RNLI lifeboat station in Cornwall, England

Fowey Lifeboat Station (/ˈfɔɪ/ FOY-'; Fowydh) can be found on Passage Street in Fowey, a town approximately 20 mi north-east of Truro, on the eastern shore of the Gribben peninsula, overlooking the River Fowey, in the English county of Cornwall.

Fowey lifeboat station was initially established at Polkerris in 1859, a small village 2 mi from Fowey, on the western side of the Gribben peninsula. The lifeboat station was relocated to Fowey in 1922.

The station currently operates a Inshore lifeboat, Spirit of Daisy (B-956), on station since 2026, and a smaller Inshore lifeboat, Olive Three (D-817), on station since 2017.

==History==
Fowey stands at the mouth of the River Fowey where it forms a natural deep water harbour. The town has a long history of fishing and merchant shipping, although the present quays busy with ships loading china clay were only developed in the 1860s. To the west lies St Austell Bay which includes Par Docks built in the 1840s to handle the mineral traffic from the Joseph Treffry mines and quarries, and Charlestown which had been established about fifty years earlier by Charles Rashleigh.

Ever since its founding in 1824, the Royal National Institution for the Preservation of Life from Shipwreck (RNIPLS), later to become the RNLI in 1854, would award medals for deeds of gallantry at sea, even if no lifeboats were involved. On 26 August 1826, despite being badly injured during the rescue, Lt. John Else, RN, of H.M. Coastguard (Polkerris) was instrumental in saving the eight crew of the ship Providence of Par, and was subsequently awarded the RNIPLS Gold Medal. Thomas Crosswell, Chief Officer, H.M. Coastguard (Porthpean), was awarded the RNIPLS Silver Medal for the rescue of crew from the vessel Diligence on 19 August 1829.

On 6 May 1856, the schooner Endeavour of Ipswich, on passage from Dartmouth to Charlestown, was driven ashore at Polkerris Bay during a gale. Despite the efforts of several rescuers, just one man was saved. Three RNLI Silver Medals were awarded.

===Polkerris===
The position of the mouth of the River Fowey meant that it would be nearly impossible to launch a lifeboat during the more dangerous storms, when the wind blew from the south. It was decided to station the lifeboat at Polkerris, a small fishing village with a breakwater, on the east side of St Austell Bay.

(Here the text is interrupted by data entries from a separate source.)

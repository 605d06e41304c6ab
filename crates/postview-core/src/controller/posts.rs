// ── Posts controller ──
//
// Owns the posts feed stores and keeps them consistent: the order and user
// selectors drive reloads, the cursor drives "load more". All fetching
// happens on one command processor task per controller, so responses land
// in the order their requests were made.

use std::sync::Arc;
use std::sync::atomic::{AtomicBool, Ordering};

use postview_api::SortOrder;
use tokio::sync::{Mutex, mpsc};
use tokio::task::JoinHandle;
use tokio_util::sync::CancellationToken;
use tracing::{debug, error, info, warn};
use url::Url;

use super::command::{CommandEnvelope, PostsCommand};
use crate::config::FeedConfig;
use crate::error::CoreError;
use crate::fetch::{CachedFetcher, FetchSource};
use crate::model::Post;
use crate::state::{State, Unsubscribe};

const COMMAND_CHANNEL_SIZE: usize = 64;

#[derive(Debug, Clone, Copy, PartialEq, Eq)]
enum Merge {
    Replace,
    Append,
}

/// Handle to the posts feed.
///
/// Cheaply cloneable via `Arc<PostsInner>`. Call [`start`](Self::start)
/// before anything else and [`stop`](Self::stop) when done; stopping tears
/// down the processor task and the selector subscriptions.
#[derive(Clone)]
pub struct PostsController {
    inner: Arc<PostsInner>,
}

struct PostsInner {
    config: FeedConfig,
    fetcher: Arc<CachedFetcher>,
    first_page: Url,

    posts: State<Vec<Post>>,
    loading: State<bool>,
    error: State<Option<String>>,
    order: State<Option<SortOrder>>,
    user: State<Option<u64>>,
    next_link: State<Option<Url>>,

    command_tx: mpsc::Sender<CommandEnvelope>,
    command_rx: Mutex<Option<mpsc::Receiver<CommandEnvelope>>>,
    cancel: CancellationToken,
    running: AtomicBool,
    task_handle: Mutex<Option<JoinHandle<()>>>,
    subscriptions: parking_lot::Mutex<Vec<Unsubscribe>>,
}

impl PostsController {
    /// Build the stores. Nothing is fetched until [`start`](Self::start).
    ///
    /// The cursor starts out pointing at the unsorted first page.
    pub fn new(config: FeedConfig, fetcher: Arc<CachedFetcher>) -> Result<Self, CoreError> {
        let first_page = fetcher
            .client()
            .url_for(&config.posts_endpoint, &config.first_page())?;
        let (command_tx, command_rx) = mpsc::channel(COMMAND_CHANNEL_SIZE);

        Ok(Self {
            inner: Arc::new(PostsInner {
                config,
                fetcher,
                posts: State::new(Vec::new()),
                loading: State::new(false),
                error: State::new(None),
                order: State::new(None),
                user: State::new(None),
                next_link: State::new(Some(first_page.clone())),
                first_page,
                command_tx,
                command_rx: Mutex::new(Some(command_rx)),
                cancel: CancellationToken::new(),
                running: AtomicBool::new(false),
                task_handle: Mutex::new(None),
                subscriptions: parking_lot::Mutex::new(Vec::new()),
            }),
        })
    }

    // ── Lifecycle ────────────────────────────────────────────────

    /// Wire the selector stores, spawn the command processor and load the
    /// first page. Resolves once that page has been applied to the stores.
    pub async fn start(&self) -> Result<(), CoreError> {
        let Some(rx) = self.inner.command_rx.lock().await.take() else {
            return Err(CoreError::Internal("posts controller already started".into()));
        };

        self.install_subscriptions();

        let handle = tokio::spawn(command_processor_task(Arc::clone(&self.inner), rx));
        *self.inner.task_handle.lock().await = Some(handle);
        self.inner.running.store(true, Ordering::Release);

        info!(url = %self.inner.first_page, "posts controller started");
        self.dispatch(PostsCommand::Load).await
    }

    /// Cancel the processor, wait for it, and drop the selector
    /// subscriptions. Commands still queued are discarded.
    pub async fn stop(&self) {
        if !self.inner.running.swap(false, Ordering::AcqRel) {
            return;
        }
        self.inner.cancel.cancel();

        let handle = self.inner.task_handle.lock().await.take();
        if let Some(handle) = handle {
            let _ = handle.await;
        }

        let subscriptions = std::mem::take(&mut *self.inner.subscriptions.lock());
        for subscription in subscriptions {
            subscription.unsubscribe();
        }
        debug!("posts controller stopped");
    }

    pub fn is_running(&self) -> bool {
        self.inner.running.load(Ordering::Acquire)
    }

    // ── Actions ──────────────────────────────────────────────────

    /// Append the page behind the cursor. Does nothing once the cursor is
    /// exhausted.
    pub async fn fetch_next_posts(&self) -> Result<(), CoreError> {
        self.dispatch(PostsCommand::FetchNext).await
    }

    /// Select a title order; `None` resets both selectors.
    pub async fn sort_by_title(&self, order: Option<SortOrder>) -> Result<(), CoreError> {
        self.ensure_running()?;
        self.inner.order.set(order);
        self.flush().await
    }

    /// Select an author; `None` resets both selectors.
    pub async fn filter_by_user(&self, user_id: Option<u64>) -> Result<(), CoreError> {
        self.ensure_running()?;
        self.inner.user.set(user_id);
        self.flush().await
    }

    /// Clear both selectors and reload the default first page.
    ///
    /// Always issues exactly one reset fetch, even when nothing was selected.
    pub async fn reset_filters(&self) -> Result<(), CoreError> {
        self.ensure_running()?;

        if self.inner.order.get().is_some() {
            self.inner.order.set(None);
        } else if self.inner.user.get().is_some() {
            self.inner.user.set(None);
        } else {
            enqueue(&self.inner.command_tx, PostsCommand::Reset);
        }

        self.flush().await
    }

    /// Wait until every command queued so far has been processed.
    pub async fn flush(&self) -> Result<(), CoreError> {
        self.dispatch(PostsCommand::Flush).await
    }

    // ── Stores ───────────────────────────────────────────────────

    pub fn posts(&self) -> &State<Vec<Post>> {
        &self.inner.posts
    }

    pub fn loading(&self) -> &State<bool> {
        &self.inner.loading
    }

    /// Message of the most recent failed fetch, cleared by the next success.
    pub fn error(&self) -> &State<Option<String>> {
        &self.inner.error
    }

    pub fn order(&self) -> &State<Option<SortOrder>> {
        &self.inner.order
    }

    pub fn user(&self) -> &State<Option<u64>> {
        &self.inner.user
    }

    /// Cursor for the next page; `None` at the end of the collection.
    pub fn next_link(&self) -> &State<Option<Url>> {
        &self.inner.next_link
    }

    pub fn config(&self) -> &FeedConfig {
        &self.inner.config
    }

    // ── Internals ────────────────────────────────────────────────

    fn ensure_running(&self) -> Result<(), CoreError> {
        if self.is_running() {
            Ok(())
        } else {
            Err(CoreError::ControllerStopped)
        }
    }

    async fn dispatch(&self, command: PostsCommand) -> Result<(), CoreError> {
        self.ensure_running()?;

        let (envelope, done) = CommandEnvelope::acked(command);
        self.inner
            .command_tx
            .send(envelope)
            .await
            .map_err(|_| CoreError::ControllerStopped)?;

        done.await.map_err(|_| CoreError::ControllerStopped)
    }

    /// Selector wiring. A move to a different `Some` reloads page 1 with
    /// the other selector kept; a move to `None` clears the other selector
    /// too, and whichever store clears last enqueues the single reset.
    fn install_subscriptions(&self) {
        let inner = &self.inner;

        let order_sub = {
            let tx = inner.command_tx.clone();
            let config = inner.config.clone();
            let user = inner.user.clone();
            inner.order.subscribe(move |order, previous| {
                if order == previous {
                    return;
                }
                match order {
                    Some(order) => {
                        let query = config.posts_query(Some(*order), user.get());
                        enqueue(&tx, PostsCommand::Reload { query });
                    }
                    None if user.get().is_some() => user.set(None),
                    None => enqueue(&tx, PostsCommand::Reset),
                }
            })
        };

        let user_sub = {
            let tx = inner.command_tx.clone();
            let config = inner.config.clone();
            let order = inner.order.clone();
            inner.user.subscribe(move |user_id, previous| {
                if user_id == previous {
                    return;
                }
                match user_id {
                    Some(user_id) => {
                        let query = config.posts_query(order.get(), Some(*user_id));
                        enqueue(&tx, PostsCommand::Reload { query });
                    }
                    None if order.get().is_some() => order.set(None),
                    None => enqueue(&tx, PostsCommand::Reset),
                }
            })
        };

        inner.subscriptions.lock().extend([order_sub, user_sub]);
    }
}

impl std::fmt::Debug for PostsController {
    fn fmt(&self, f: &mut std::fmt::Formatter<'_>) -> std::fmt::Result {
        f.debug_struct("PostsController")
            .field("first_page", &self.inner.first_page.as_str())
            .field("running", &self.is_running())
            .field("posts", &self.inner.posts.with(Vec::len))
            .field("next_link", &self.inner.next_link.get().map(String::from))
            .finish_non_exhaustive()
    }
}

/// Queue from synchronous store callbacks. A full channel drops the command.
fn enqueue(tx: &mpsc::Sender<CommandEnvelope>, command: PostsCommand) {
    if let Err(e) = tx.try_send(CommandEnvelope::fire(command)) {
        warn!(error = %e, "posts command dropped");
    }
}

// ── Background task ──────────────────────────────────────────────

async fn command_processor_task(inner: Arc<PostsInner>, mut rx: mpsc::Receiver<CommandEnvelope>) {
    let cancel = inner.cancel.clone();

    loop {
        tokio::select! {
            biased;
            () = cancel.cancelled() => break,
            envelope = rx.recv() => {
                let Some(envelope) = envelope else { break };
                run_command(&inner, envelope.command).await;
                if let Some(ack) = envelope.ack {
                    let _ = ack.send(());
                }
            }
        }
    }
}

async fn run_command(inner: &PostsInner, command: PostsCommand) {
    debug!(?command, "posts command");

    match command {
        PostsCommand::Load => {
            let url = inner.first_page.clone();
            load_page(inner, &url, Merge::Replace).await;
        }
        PostsCommand::FetchNext => {
            let Some(url) = inner.next_link.get() else {
                debug!("no next page, skipping fetch");
                return;
            };
            load_page(inner, &url, Merge::Append).await;
        }
        PostsCommand::Reload { query } => {
            // The old query's cursor must not survive a failed reload.
            inner.next_link.set(None);
            match inner
                .fetcher
                .client()
                .url_for(&inner.config.posts_endpoint, &query)
            {
                Ok(url) => load_page(inner, &url, Merge::Replace).await,
                Err(e) => {
                    error!(error = %e, "cannot build posts URL");
                    inner.error.set(Some(e.to_string()));
                }
            }
        }
        PostsCommand::Reset => {
            inner.next_link.set(None);
            let url = inner.first_page.clone();
            load_page(inner, &url, Merge::Replace).await;
        }
        PostsCommand::Flush => {}
    }
}

/// Fetch one page through the cache and apply it to the stores.
///
/// The pending cursor is consumed by this fetch. A network page installs
/// its own `next`; a cached page leaves the cursor empty, which ends
/// pagination; a failure puts the consumed cursor back so the same page
/// can be retried.
async fn load_page(inner: &PostsInner, url: &Url, merge: Merge) {
    inner.loading.set(true);

    let consumed = inner.next_link.get();
    if consumed.is_some() {
        inner.next_link.set(None);
    }

    let page = inner.fetcher.fetch_page::<Post>(url).await;

    match page.error {
        Some(reason) => inner.error.set(Some(reason)),
        None if inner.error.with(Option::is_some) => inner.error.set(None),
        None => {}
    }

    match page.source {
        FetchSource::Network => inner.next_link.set(page.next),
        FetchSource::Failed if consumed.is_some() => inner.next_link.set(consumed),
        FetchSource::Cache | FetchSource::Failed => {}
    }

    let items = page.items;
    match merge {
        Merge::Replace => inner.posts.set(items),
        Merge::Append if items.is_empty() => {}
        Merge::Append => inner.posts.update(move |current| {
            let mut combined = current.clone();
            combined.extend(items);
            combined
        }),
    }

    inner.loading.set(false);
}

At a meeting of the RNLI committee of management on Thursday 2 June 1859, it was recorded that local landowner William Rashleigh of Menabilly had offered a sum of £50 towards the provision of a lifeboat at Polkerris, and the site and stone for the construction of a boathouse. A further £50 was offered by J. F. Buller of Morval, and £25 from the Hon. Thomas Agar-Robartes, MP for East Cornwall. It was noted that a lifeboat and carriage were to be ordered forthwith.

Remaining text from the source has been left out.